## Supplied entries
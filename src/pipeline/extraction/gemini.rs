use std::time::Duration;

use base64::Engine;
use serde::{Deserialize, Serialize};

use super::parser::parse_response_json;
use super::prompt::{build_consolidation_prompt, build_extraction_prompt};
use super::types::{DocumentPayload, ExtractionClient};
use super::ExtractionError;
use crate::models::{Category, CategoryValue};

pub const DEFAULT_GEMINI_BASE_URL: &str = "https://generativelanguage.googleapis.com";
pub const DEFAULT_GEMINI_MODEL: &str = "gemini-2.0-flash";

/// Documents above this size go through the File API instead of inline data.
pub const INLINE_LIMIT_BYTES: usize = 4 * 1024 * 1024;

/// Default upper bound for a single uploaded document.
pub const DEFAULT_MAX_FILE_BYTES: usize = 20 * 1024 * 1024;

const UPLOAD_POLL_INTERVAL: Duration = Duration::from_secs(1);

/// Give up on a remote file stuck in PROCESSING after this many polls.
const MAX_UPLOAD_POLLS: u32 = 300;

const TEMPERATURE: f32 = 0.1;
const TOP_K: u32 = 1;
const TOP_P: f32 = 1.0;
const MAX_OUTPUT_TOKENS: u32 = 8192;

/// Gemini `generateContent` client.
pub struct GeminiClient {
    base_url: String,
    api_key: String,
    model: String,
    max_file_bytes: usize,
    client: reqwest::blocking::Client,
    timeout_secs: u64,
}

impl GeminiClient {
    pub fn new(
        base_url: &str,
        api_key: &str,
        model: &str,
        timeout_secs: u64,
    ) -> Result<Self, ExtractionError> {
        let client = reqwest::blocking::Client::builder()
            .timeout(Duration::from_secs(timeout_secs))
            .build()
            .map_err(|e| ExtractionError::HttpClient(e.to_string()))?;

        Ok(Self {
            base_url: base_url.trim_end_matches('/').to_string(),
            api_key: api_key.to_string(),
            model: model.to_string(),
            max_file_bytes: DEFAULT_MAX_FILE_BYTES,
            client,
            timeout_secs,
        })
    }

    pub fn with_max_file_bytes(mut self, max_file_bytes: usize) -> Self {
        self.max_file_bytes = max_file_bytes;
        self
    }

    fn generate_url(&self) -> String {
        format!(
            "{}/v1beta/models/{}:generateContent?key={}",
            self.base_url, self.model, self.api_key
        )
    }

    fn check_size(&self, document: &DocumentPayload) -> Result<(), ExtractionError> {
        if document.size() > self.max_file_bytes {
            return Err(ExtractionError::RequestTooLarge {
                size: document.size(),
                limit: self.max_file_bytes,
            });
        }
        Ok(())
    }

    fn map_send_error(&self, e: reqwest::Error) -> ExtractionError {
        if e.is_connect() {
            ExtractionError::Connection(self.base_url.clone())
        } else if e.is_timeout() {
            ExtractionError::HttpClient(format!("Request timed out after {}s", self.timeout_secs))
        } else {
            ExtractionError::HttpClient(e.to_string())
        }
    }

    /// Inline part for small documents, File API reference for large ones.
    fn document_part(&self, document: &DocumentPayload) -> Result<Part, ExtractionError> {
        if document.size() <= INLINE_LIMIT_BYTES {
            return Ok(Part::inline(document));
        }
        tracing::info!(
            file = %document.file_name,
            size_mb = %format!("{:.2}", document.size() as f64 / (1024.0 * 1024.0)),
            "Large document, using File API upload"
        );
        let file_uri = self.upload(document)?;
        Ok(Part::File {
            file_data: FileData {
                mime_type: document.mime_type.clone(),
                file_uri,
            },
        })
    }

    fn generate(&self, parts: Vec<Part>) -> Result<serde_json::Value, ExtractionError> {
        let body = GenerateRequest::new(parts);

        let response = self
            .client
            .post(self.generate_url())
            .json(&body)
            .send()
            .map_err(|e| self.map_send_error(e))?;

        let status = response.status();
        if !status.is_success() {
            let body = response.text().unwrap_or_default();
            return Err(ExtractionError::Upstream {
                status: status.as_u16(),
                body,
            });
        }

        let parsed: GenerateResponse = response
            .json()
            .map_err(|e| ExtractionError::HttpClient(format!("Malformed response envelope: {e}")))?;

        let text = response_text(parsed)?;
        parse_response_json(&text)
    }

    // ── File API ────────────────────────────────────────────

    fn upload(&self, document: &DocumentPayload) -> Result<String, ExtractionError> {
        let start = self
            .client
            .post(format!("{}/upload/v1beta/files?key={}", self.base_url, self.api_key))
            .header("X-Goog-Upload-Protocol", "resumable")
            .header("X-Goog-Upload-Command", "start")
            .header("X-Goog-Upload-Header-Content-Length", document.size().to_string())
            .header("X-Goog-Upload-Header-Content-Type", document.mime_type.as_str())
            .json(&serde_json::json!({ "file": { "display_name": document.file_name } }))
            .send()
            .map_err(|e| self.map_send_error(e))?;

        if !start.status().is_success() {
            let status = start.status().as_u16();
            let body = start.text().unwrap_or_default();
            return Err(ExtractionError::UploadFailed(format!(
                "init returned {status}: {body}"
            )));
        }

        let upload_url = start
            .headers()
            .get("X-Goog-Upload-URL")
            .and_then(|v| v.to_str().ok())
            .map(str::to_string)
            .ok_or_else(|| ExtractionError::UploadFailed("no upload URL returned".into()))?;

        let uploaded = self
            .client
            .post(&upload_url)
            .header("X-Goog-Upload-Offset", "0")
            .header("X-Goog-Upload-Command", "upload, finalize")
            .body(document.bytes.clone())
            .send()
            .map_err(|e| self.map_send_error(e))?;

        if !uploaded.status().is_success() {
            let status = uploaded.status().as_u16();
            let body = uploaded.text().unwrap_or_default();
            return Err(ExtractionError::UploadFailed(format!(
                "upload returned {status}: {body}"
            )));
        }

        let envelope: UploadEnvelope = uploaded
            .json()
            .map_err(|e| ExtractionError::UploadFailed(format!("malformed upload response: {e}")))?;

        self.wait_until_active(envelope.file)
    }

    fn wait_until_active(&self, mut file: RemoteFile) -> Result<String, ExtractionError> {
        let mut polls = 0;
        while file.state.as_deref() == Some("PROCESSING") {
            if polls >= MAX_UPLOAD_POLLS {
                return Err(ExtractionError::UploadFailed(format!(
                    "{} still processing after {polls} checks",
                    file.name
                )));
            }
            polls += 1;
            std::thread::sleep(UPLOAD_POLL_INTERVAL);

            let status = self
                .client
                .get(format!("{}/v1beta/{}?key={}", self.base_url, file.name, self.api_key))
                .send()
                .map_err(|e| self.map_send_error(e))?;

            // A failed status check is retried on the next tick.
            if status.status().is_success() {
                if let Ok(latest) = status.json::<RemoteFile>() {
                    file = RemoteFile {
                        name: file.name,
                        ..latest
                    };
                }
            }
        }

        if file.state.as_deref() == Some("FAILED") {
            return Err(ExtractionError::UploadFailed(format!(
                "{} failed remote processing",
                file.name
            )));
        }
        tracing::debug!(name = %file.name, polls, "Uploaded file ready");
        Ok(file.uri)
    }
}

impl ExtractionClient for GeminiClient {
    fn extract(
        &self,
        document: &DocumentPayload,
        category: Category,
    ) -> Result<CategoryValue, ExtractionError> {
        self.check_size(document)?;

        let parts = vec![
            Part::Text {
                text: build_extraction_prompt(category),
            },
            self.document_part(document)?,
        ];
        let json = self.generate(parts)?;
        to_fragment(category, json)
    }

    fn extract_many(
        &self,
        documents: &[DocumentPayload],
        category: Category,
    ) -> Result<CategoryValue, ExtractionError> {
        for document in documents {
            self.check_size(document)?;
        }

        let mut parts = vec![Part::Text {
            text: build_consolidation_prompt(category),
        }];
        parts.extend(documents.iter().map(Part::inline));

        let json = self.generate(parts)?;
        to_fragment(category, json)
    }
}

fn to_fragment(category: Category, json: serde_json::Value) -> Result<CategoryValue, ExtractionError> {
    CategoryValue::from_json(category, json)
        .map_err(|e| ExtractionError::UnparsableResponse(e.to_string()))
}

/// First candidate's first text part, or the error the service reported.
fn response_text(response: GenerateResponse) -> Result<String, ExtractionError> {
    if let Some(error) = response.error {
        return Err(ExtractionError::Upstream {
            status: error.code.unwrap_or(200),
            body: error.message.unwrap_or_default(),
        });
    }

    response
        .candidates
        .into_iter()
        .next()
        .and_then(|c| c.content)
        .and_then(|c| c.parts.into_iter().next())
        .and_then(|p| p.text)
        .filter(|t| !t.trim().is_empty())
        .ok_or(ExtractionError::NoResponse)
}

// ═══════════════════════════════════════════
// Wire types
// ═══════════════════════════════════════════

#[derive(Serialize)]
#[serde(rename_all = "camelCase")]
struct GenerateRequest {
    contents: Vec<Content>,
    generation_config: GenerationConfig,
}

impl GenerateRequest {
    fn new(parts: Vec<Part>) -> Self {
        Self {
            contents: vec![Content { parts }],
            generation_config: GenerationConfig {
                temperature: TEMPERATURE,
                top_k: TOP_K,
                top_p: TOP_P,
                max_output_tokens: MAX_OUTPUT_TOKENS,
            },
        }
    }
}

#[derive(Serialize)]
struct Content {
    parts: Vec<Part>,
}

#[derive(Serialize)]
#[serde(untagged)]
enum Part {
    Text { text: String },
    Inline { inline_data: InlineData },
    File { file_data: FileData },
}

impl Part {
    fn inline(document: &DocumentPayload) -> Self {
        Part::Inline {
            inline_data: InlineData {
                mime_type: document.mime_type.clone(),
                data: base64::engine::general_purpose::STANDARD.encode(&document.bytes),
            },
        }
    }
}

#[derive(Serialize)]
struct InlineData {
    mime_type: String,
    data: String,
}

#[derive(Serialize)]
struct FileData {
    mime_type: String,
    file_uri: String,
}

#[derive(Serialize)]
#[serde(rename_all = "camelCase")]
struct GenerationConfig {
    temperature: f32,
    top_k: u32,
    top_p: f32,
    max_output_tokens: u32,
}

#[derive(Deserialize, Default)]
struct GenerateResponse {
    #[serde(default)]
    candidates: Vec<Candidate>,
    error: Option<ServiceError>,
}

#[derive(Deserialize)]
struct Candidate {
    content: Option<CandidateContent>,
}

#[derive(Deserialize)]
struct CandidateContent {
    #[serde(default)]
    parts: Vec<ResponsePart>,
}

#[derive(Deserialize)]
struct ResponsePart {
    text: Option<String>,
}

#[derive(Deserialize)]
struct ServiceError {
    code: Option<u16>,
    message: Option<String>,
}

#[derive(Deserialize)]
struct UploadEnvelope {
    file: RemoteFile,
}

#[derive(Deserialize)]
struct RemoteFile {
    #[serde(default)]
    name: String,
    #[serde(default)]
    uri: String,
    state: Option<String>,
}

## Problem requirements
The lines to show are those in the data above that include "Some".

## Result of the exercise
        while file.state.as_deref() == Some("PROCESSING") {
        if file.state.as_deref() == Some("FAILED") {
    if let Some(error) = response.error {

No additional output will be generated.